Monday, April 21, 2025

GOLD: The Next Parabolic Bubble?

We'll see.

If we do see a blow-off in price at some point soon, perhaps 3000 will hold as support, since that was a technical upside target within the confluence zone of two major long-term Fibonacci levels, as per my post of December 6, 2022.

GOLD finally hit 3000 on March 11 of this year, for a gain of 68% -- and has nearly reached 3500 -- as shown on the following monthly chart.
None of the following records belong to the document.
//! Mapping topic tree
//!
//! A prefix tree over subscription-topic levels. Resolution walks the
//! incoming topic once, so its cost depends on topic depth and not on the
//! number of registered mappings.
//!
//! Resolution order at every level:
//! - literal child
//! - single-level wildcard (+) child
//! - multi-level wildcard (#) leaf, matching the remaining levels
//!
//! The first leaf reached in that order wins; its mappings are returned in
//! insertion order.

use std::fmt;
use std::sync::Arc;

use ahash::AHashMap;
use compact_str::CompactString;
use smallvec::SmallVec;

use super::{normalize_topic, pattern_levels, SEPARATOR, WILDCARD_MULTI, WILDCARD_SINGLE};
use crate::mapping::{Direction, Mapping};

/// Error raised when a mapping cannot be indexed
#[derive(Debug, Clone, PartialEq, Eq)]
pub enum TreeError {
    /// Only active inbound mappings are indexed
    NotInbound(String),
    /// Subscription topic is malformed
    InvalidPattern { topic: String, reason: &'static str },
}

impl fmt::Display for TreeError {
    fn fmt(&self, f: &mut fmt::Formatter<'_>) -> fmt::Result {
        match self {
            TreeError::NotInbound(id) => write!(f, "mapping '{}' is not an active inbound mapping", id),
            TreeError::InvalidPattern { topic, reason } => {
                write!(f, "invalid subscription topic '{}': {}", topic, reason)
            }
        }
    }
}

impl std::error::Error for TreeError {}

type Leaf = Vec<Arc<Mapping>>;

#[derive(Debug)]
struct TreeNode {
    /// Mappings whose subscription topic ends at this node
    mappings: Leaf,
    /// Children indexed by literal topic level
    children: AHashMap<CompactString, TreeNode>,
    /// Single-level wildcard (+) child
    single_wildcard: Option<Box<TreeNode>>,
    /// Mappings whose subscription topic ends with # below this node
    multi_wildcard: Leaf,
}

impl TreeNode {
    fn new() -> Self {
        Self {
            mappings: Vec::new(),
            children: AHashMap::with_capacity(4),
            single_wildcard: None,
            multi_wildcard: Vec::new(),
        }
    }

    fn is_empty(&self) -> bool {
        self.mappings.is_empty()
            && self.multi_wildcard.is_empty()
            && self.children.is_empty()
            && self.single_wildcard.is_none()
    }
}

impl Default for TreeNode {
    fn default() -> Self {
        Self::new()
    }
}

/// Replace a mapping with the same id in place, or append it.
/// Returns true if the mapping was new to the leaf.
fn upsert_leaf(leaf: &mut Leaf, mapping: Arc<Mapping>) -> bool {
    match leaf.iter_mut().find(|m| m.id == mapping.id) {
        Some(existing) => {
            *existing = mapping;
            false
        }
        None => {
            leaf.push(mapping);
            true
        }
    }
}

fn remove_from_leaf(leaf: &mut Leaf, id: &str) -> bool {
    let before = leaf.len();
    leaf.retain(|m| m.id != id);
    leaf.len() != before
}

/// Index of active inbound mappings keyed by subscription-topic levels
#[derive(Debug, Default)]
pub struct MappingTopicTree {
    root: TreeNode,
    count: usize,
}

impl MappingTopicTree {
    pub fn new() -> Self {
        Self {
            root: TreeNode::new(),
            count: 0,
        }
    }

    /// Number of indexed mappings
    pub fn len(&self) -> usize {
        self.count
    }

    pub fn is_empty(&self) -> bool {
        self.count == 0
    }

    /// Index a mapping under its subscription topic
    pub fn insert(&mut self, mapping: Arc<Mapping>) -> Result<(), TreeError> {
        if mapping.direction != Direction::Inbound || !mapping.active {
            return Err(TreeError::NotInbound(mapping.id.clone()));
        }

        let topic = normalize_topic(&mapping.subscription_topic);
        let levels = pattern_levels(&topic).map_err(|reason| TreeError::InvalidPattern {
            topic: mapping.subscription_topic.clone(),
            reason,
        })?;

        let mut node = &mut self.root;
        for level in levels.iter() {
            match *level {
                WILDCARD_MULTI => {
                    if upsert_leaf(&mut node.multi_wildcard, mapping) {
                        self.count += 1;
                    }
                    return Ok(());
                }
                WILDCARD_SINGLE => {
                    node = &mut **node
                        .single_wildcard
                        .get_or_insert_with(|| Box::new(TreeNode::new()));
                }
                literal => {
                    node = node.children.entry(CompactString::new(literal)).or_default();
                }
            }
        }

        if upsert_leaf(&mut node.mappings, mapping) {
            self.count += 1;
        }
        Ok(())
    }

    /// Remove a mapping from the leaf of its subscription topic.
    /// Empty branches are pruned.
    pub fn remove(&mut self, mapping: &Mapping) -> bool {
        let topic = normalize_topic(&mapping.subscription_topic);
        let levels = match pattern_levels(&topic) {
            Ok(levels) => levels,
            Err(_) => return false,
        };

        let removed = Self::remove_recursive(&mut self.root, &levels, &mapping.id);
        if removed {
            self.count -= 1;
        }
        removed
    }

    fn remove_recursive(node: &mut TreeNode, levels: &[&str], id: &str) -> bool {
        let Some((level, rest)) = levels.split_first() else {
            return remove_from_leaf(&mut node.mappings, id);
        };

        match *level {
            WILDCARD_MULTI => remove_from_leaf(&mut node.multi_wildcard, id),
            WILDCARD_SINGLE => {
                let Some(child) = node.single_wildcard.as_mut() else {
                    return false;
                };
                let removed = Self::remove_recursive(child, rest, id);
                if child.is_empty() {
                    node.single_wildcard = None;
                }
                removed
            }
            literal => {
                let Some(child) = node.children.get_mut(literal) else {
                    return false;
                };
                let removed = Self::remove_recursive(child, rest, id);
                if child.is_empty() {
                    node.children.remove(literal);
                }
                removed
            }
        }
    }

    /// Resolve the mappings for an arriving topic
    pub fn resolve(&self, topic: &str) -> Vec<Arc<Mapping>> {
        let mut topic = normalize_topic(topic);
        if topic.is_empty() {
            topic.push(SEPARATOR);
        }
        if topic.len() > 1 && topic.ends_with(SEPARATOR) {
            topic.pop();
        }

        let levels: SmallVec<[&str; 8]> = topic.split(SEPARATOR).collect();
        Self::resolve_recursive(&self.root, &levels)
            .map(|leaf| leaf.to_vec())
            .unwrap_or_default()
    }

    fn resolve_recursive<'a>(node: &'a TreeNode, levels: &[&str]) -> Option<&'a Leaf> {
        let Some((level, rest)) = levels.split_first() else {
            return (!node.mappings.is_empty()).then_some(&node.mappings);
        };

        if let Some(child) = node.children.get(*level) {
            if let Some(leaf) = Self::resolve_recursive(child, rest) {
                return Some(leaf);
            }
        }

        if let Some(ref child) = node.single_wildcard {
            if let Some(leaf) = Self::resolve_recursive(child, rest) {
                return Some(leaf);
            }
        }

        (!node.multi_wildcard.is_empty()).then_some(&node.multi_wildcard)
    }

    /// All indexed mappings, ordered by id
    pub fn mappings(&self) -> Vec<Arc<Mapping>> {
        let mut result = Vec::with_capacity(self.count);
        Self::collect(&self.root, &mut result);
        result.sort_by(|a, b| a.id.cmp(&b.id));
        result
    }

    fn collect(node: &TreeNode, out: &mut Vec<Arc<Mapping>>) {
        out.extend(node.mappings.iter().cloned());
        out.extend(node.multi_wildcard.iter().cloned());
        if let Some(ref child) = node.single_wildcard {
            Self::collect(child, out);
        }
        for child in node.children.values() {
            Self::collect(child, out);
        }
    }

    pub fn clear(&mut self) {
        self.root = TreeNode::new();
        self.count = 0;
    }
}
P.S. Price briefly pierced through 3500 on April 22 before dropping back below during intraday trading.

GOLD Monthly chart

* UPDATE October 24...

So, 3000 held...and GOLD has been on an upward tear ever since.

As noted on the following monthly chart, it nearly hit 4400, where there has been some profit taking.

Barring any major negative global influences, there is no overhead technical resistance to stop its climb towards 5000.

GOLD Monthly chart

* UPDATE January 26, 2026...

No bubble burst yet...GOLD is still on a tear as it crossed above 5000 late last week, as shown on the following monthly chart.

There is no overhead resistance to stop this unprecedented massive accumulation, so, we'll see if it reaches its next big round number of 6000.

The most recent support level is 4400, denoted on the following daily chart. If 5000 is broken and held to the downside, we may see a retest of 4400 at some point, or somewhere around 4700.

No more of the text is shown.